When Zitouna TV aired secret clauses of the October 7 defense agreement between Tunisia and Algeria, the revelations sounded less like routine military cooperation and more like a blueprint for tutelage and vassalization.
The leaked text grants Algerian forces the right to conduct incursions of up to 50 kilometers inside Tunisian territory and to intervene to “protect legitimate authorities” and “ensure continuity of the state,” all under the guise of fighting terrorism.
Tunisian opposition and intellectuals decry “humiliation” and a “loss of national sovereignty.”
Kaïs Saïed, however, rushed to denounce the documents as “fabricated. Yet, in a country where opacity has become a governing method, secrecy signals intent. And in Tunisia’s current climate of economic collapse and political isolation, intent matters.
The North Africa Post has long warned of Tunisia’s slide into dependency on Algeria. This pact, shrouded in silence, looks like the culmination of that drift. Algiers has leveraged gas lifelines, cash injections, and informal trade to tighten its grip on a fragile neighbor.
Algeria has already tested the limits of Tunisian sovereignty. Cases abound, including the abduction of Kabyle refugee and activist Slimane Bouhafs by Algerian security services in the heart of Tunis in 2021, or the diplomatic rupture with Morocco after Kais Saied hosted the Polisario leader Brahim Ghali as a head of state.

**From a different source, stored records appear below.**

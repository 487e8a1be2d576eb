//! Contract between the filesystem core and the co-designed SSD.
//!
//! This crate is the only escape hatch to hardware: 4 KiB block I/O plus the
//! four vendor metadata commands (path lookup, file-mapping search, journal
//! tail update, journal head query). Everything else — caching, allocation,
//! journaling, locking — lives in the `hscfs` core crate and talks to
//! hardware exclusively through the [`Device`] trait.

use anyhow::Result;

pub mod memory;
pub mod types;
pub mod wire;

pub use types::*;

/// Long-command tid, assigned by the host and polled via a follow-up admin
/// command on real hardware. The in-process [`memory::MemoryDevice`]
/// resolves these synchronously so the tid is never actually exchanged, but
/// the type exists so a real transport can multiplex outstanding long
/// commands without changing this trait.
pub type Tid = u16;

/// Result of an offloaded directory walk (`path_lookup`).
#[derive(Debug, Clone, Default)]
pub struct PathLookupResult {
    /// ino resolved at each path component, root-to-leaf.
    pub per_level_inos: Vec<u64>,
    /// Block index of the terminal dentry, if the full path resolved.
    pub dentry_blk_idx: Option<u32>,
    /// Bit position of the terminal dentry within its block's bitmap.
    pub dentry_bitpos: Option<u32>,
    /// Candidate create position, returned when the terminal dentry is absent.
    pub create_hint: Option<(u32, u32)>,
}

/// Result of an offloaded index-tree walk (`filemapping_search`).
#[derive(Debug, Clone, Default)]
pub struct FileMappingResult {
    /// Remaining node chain from the first missed nid down to the leaf,
    /// each entry already carrying its parent nid so host-side parent
    /// pinning can be established in order.
    pub node_pages: Vec<NodePage>,
}

/// One raw 4 KiB node block plus the metadata the host needs to place it
/// in the node cache.
#[derive(Clone)]
pub struct NodePage {
    pub nid: Nid,
    pub parent_nid: Nid,
    pub offset_within_tree: u32,
    pub lpa: Lpa,
    pub data: Box<[u8; BLOCK_SIZE]>,
}

impl std::fmt::Debug for NodePage {
    fn fmt(&self, f: &mut std::fmt::Formatter<'_>) -> std::fmt::Result {
        f.debug_struct("NodePage")
            .field("nid", &self.nid)
            .field("parent_nid", &self.parent_nid)
            .field("offset_within_tree", &self.offset_within_tree)
            .field("lpa", &self.lpa)
            .finish()
    }
}

/// The device contract. Every method that touches hardware is synchronous
/// from the caller's point of view — on real hardware an async variant
/// would be layered underneath and the caller would suspend on CQE
/// polling, but that transport plumbing is explicitly out of scope for the
/// core; callers here simply block.
pub trait Device: Send + Sync {
    /// Read one 4 KiB block.
    fn read_block(&self, lpa: Lpa, buf: &mut [u8; BLOCK_SIZE]) -> Result<()>;

    /// Write one 4 KiB block.
    fn write_block(&self, lpa: Lpa, buf: &[u8; BLOCK_SIZE]) -> Result<()>;

    /// Offloaded directory walk: resolve `path` starting at `start_ino`,
    /// descending at most `depth` components.
    fn path_lookup(&self, start_ino: u64, path: &str, depth: u32) -> Result<PathLookupResult>;

    /// Offloaded index-tree walk: resolve the node chain for `blkno` within
    /// `ino`, starting the search at `start_nid` (the first node already
    /// missing from the host cache). `return_all_levels` mirrors the wire
    /// command's flag; the core always passes `true`.
    fn filemapping_search(
        &self,
        ino: u64,
        start_nid: Nid,
        blkno: u64,
        return_all_levels: bool,
    ) -> Result<FileMappingResult>;

    /// Hand ownership of `nblocks` starting at `origin_lpa` to the SSD's
    /// apply pipeline.
    fn update_metajournal_tail(&self, origin_lpa: Lpa, nblocks: u32) -> Result<()>;

    /// The SSD's current apply position in the meta-journal ring.
    fn get_metajournal_head(&self) -> Result<u64>;

    /// Lifecycle control used by mkfs/init shims, not by the core proper.
    fn fs_module_init(&self) -> Result<()>;
    fn fs_db_init(&self) -> Result<()>;
    fn fs_recover_from_db(&self) -> Result<()>;
    fn clear_metajournal(&self) -> Result<()>;
    fn start_apply_journal(&self) -> Result<()>;
    fn stop_apply_journal(&self) -> Result<()>;
}
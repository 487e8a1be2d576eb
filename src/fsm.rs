//! The filesystem core root. Owns every cache/allocator
//! behind one `fs_meta_lock`, the freeze lock gating background writeback,
//! the open-file table, and the background apply/server threads. Every
//! public method here is one API call in the lock hierarchy's sense:
//! freeze (shared) → per-file op lock → `fs_meta_lock`.

use crate::cache::dentry::DentryCache;
use crate::cache::dirdata::DirDataCache;
use crate::cache::file_obj::{FileMeta, FileObject, FileObjectCache};
use crate::cache::node::NodeCache;
use crate::config::Config;
use crate::dir;
use crate::error::{CoreError, CoreResult};
use crate::file;
use crate::journal::apply::ApplyWorker;
use crate::journal::commit::CommitQueue;
use crate::locks::FreezeLock;
use crate::replace_protect::ReplaceProtectManager;
use crate::resolver;
use crate::server::ServerThread;
use crate::super_mgr::{AllocKind, SuperManager};
use device::wire::{read_inode_header, write_inode_header, write_node_footer, InodeHeader, NodeFooter};
use device::{Device, Nid, BLOCK_SIZE, INVALID_NID};
use std::sync::atomic::{AtomicBool, Ordering};
use std::sync::{Arc, Mutex, RwLock};
use std::thread::JoinHandle;

/// nid 1 is always the first one the free-nid list hands out on a freshly
/// formatted device (see `MemoryDevice::format`), so the root directory
/// claims it once, at first mount, and every later mount finds it already
/// owned.
pub const ROOT_INO: Nid = 1;

/// Everything `fs_meta_lock` protects: the allocator/SIT/NAT state, the
/// node cache, and the two directory-layer caches. A single mutex around
/// one struct, rather than one mutex per field, is what makes this the
/// literal `fs_meta_lock` instead of an approximation of it.
pub struct MetaLock {
    pub sm: SuperManager,
    pub nodes: NodeCache,
    pub dirdata: DirDataCache,
    pub dentry: DentryCache,
}

pub struct FileSystemManager {
    freeze: FreezeLock,
    meta: Arc<Mutex<MetaLock>>,
    files: Mutex<FileObjectCache>,
    device: Arc<dyn Device>,
    commit_queue: Arc<CommitQueue>,
    replace_protect: Arc<ReplaceProtectManager>,
    apply_worker: Arc<ApplyWorker>,
    apply_thread: Mutex<Option<JoinHandle<()>>>,
    apply_shutdown: Arc<AtomicBool>,
    server: Arc<ServerThread>,
    server_thread: Mutex<Option<JoinHandle<()>>>,
    /// Latched once any error surfaces while `fs_meta_lock` was held;
    /// once set, every subsequent call fails fast with
    /// `CoreError::NotRecoverable` instead of touching shared state again.
    unrecoverable: AtomicBool,
    config: Config,
}
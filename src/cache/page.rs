//! Per-file page cache: regular file data blocks keyed by block index within
//! the file. Each entry carries its own `page_lock`, a leaf below
//! `file_meta_lock`, so a writeback in progress on one page never blocks a
//! reader touching a different page of the same file.

use super::Cache;
use device::BLOCK_SIZE;
use std::sync::{Condvar, Mutex};

/// Write-in-progress state for one page, guarded independently of the page's
/// cache slot so a writer holding the page's bytes can still be waited on by
/// a concurrent reader without contending the whole file cache.
#[derive(Default)]
pub struct PageLock {
    writing: Mutex<bool>,
    cond: Condvar,
}

impl PageLock {
    pub fn begin_write(&self) {
        let mut w = self.writing.lock().unwrap();
        while *w {
            w = self.cond.wait(w).unwrap();
        }
        *w = true;
    }

    pub fn end_write(&self) {
        let mut w = self.writing.lock().unwrap();
        *w = false;
        self.cond.notify_all();
    }
}

pub struct PageEntry {
    pub data: Box<[u8; BLOCK_SIZE]>,
    pub dirty: bool,
    pub lock: PageLock,
}

pub struct PageCache {
    inner: Cache<u64, PageEntry>,
}

impl PageCache {
    pub fn new(expect_size: usize) -> Self {
        Self { inner: Cache::new(expect_size) }
    }

    pub fn contains(&self, blkno: u64) -> bool {
        self.inner.contains(&blkno)
    }

    pub fn insert(&mut self, blkno: u64, data: Box<[u8; BLOCK_SIZE]>) {
        self.inner.add(blkno, PageEntry { data, dirty: false, lock: PageLock::default() });
    }

    pub fn get(&mut self, blkno: u64) -> Option<&PageEntry> {
        self.inner.access(&blkno);
        self.inner.get(&blkno)
    }

    pub fn get_mut_dirty(&mut self, blkno: u64) -> Option<&mut PageEntry> {
        self.inner.access(&blkno);
        let e = self.inner.get_mut(&blkno)?;
        e.dirty = true;
        Some(e)
    }

    pub fn is_dirty(&self, blkno: u64) -> bool {
        self.inner.get(&blkno).map(|e| e.dirty).unwrap_or(false)
    }

    pub fn clear_dirty(&mut self, blkno: u64) {
        if let Some(e) = self.inner.get_mut(&blkno) {
            e.dirty = false;
        }
    }

    pub fn dirty_blocks(&self) -> Vec<u64> {
        self.inner
            .lru_keys()
            .chain(self.inner.pinned_keys())
            .copied()
            .filter(|b| self.is_dirty(*b))
            .collect()
    }

    pub fn pin(&mut self, blkno: u64) {
        self.inner.inc_ref(&blkno);
    }

    pub fn unpin(&mut self, blkno: u64) {
        self.inner.dec_ref(&blkno);
    }

    /// Drops every cached page for a truncated-away or deleted file. Callers
    /// must have written back dirty pages first; this discards unconditionally.
    pub fn drop_all(&mut self) {
        let keys: Vec<u64> = self.inner.lru_keys().chain(self.inner.pinned_keys()).copied().collect();
        for k in keys {
            self.inner.force_remove(&k);
        }
    }

    /// Drops cached pages at or past `from_blkno`, for a shrinking truncate.
    pub fn drop_from(&mut self, from_blkno: u64) {
        let keys: Vec<u64> = self
            .inner
            .lru_keys()
            .chain(self.inner.pinned_keys())
            .copied()
            .filter(|b| *b >= from_blkno)
            .collect();
        for k in keys {
            self.inner.force_remove(&k);
        }
    }
}

#[cfg(test)]
mod tests {
    use super::*;

    #[test]
    fn drop_from_keeps_earlier_blocks() {
        let mut c = PageCache::new(8);
        c.insert(0, Box::new([0u8; BLOCK_SIZE]));
        c.insert(5, Box::new([0u8; BLOCK_SIZE]));
        c.drop_from(3);
        assert!(c.contains(0));
        assert!(!c.contains(5));
    }

    #[test]
    fn page_lock_round_trips() {
        let e = PageEntry { data: Box::new([0u8; BLOCK_SIZE]), dirty: false, lock: PageLock::default() };
        e.lock.begin_write();
        e.lock.end_write();
    }
}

Now, Tebboune’s regime appears to have secured what pundits in Algiers openly fantasize about: a Tunisia reduced to an Algerian wilaya.
Days before Saïed’s denial of the document in question, thousands of Algerians reportedly joined pro-Saïed rallies in Tunis, in a show of “solidarity” that opposition voices rightly called interference.
Whether orchestrated or spontaneous, the message was clear: Algeria is no longer just a neighbor; it is a pillar of Saïed’s survival strategy. Faced with mounting protests and whispers of a coup, the Tunisian president seems ready to trade sovereignty for regime insurance.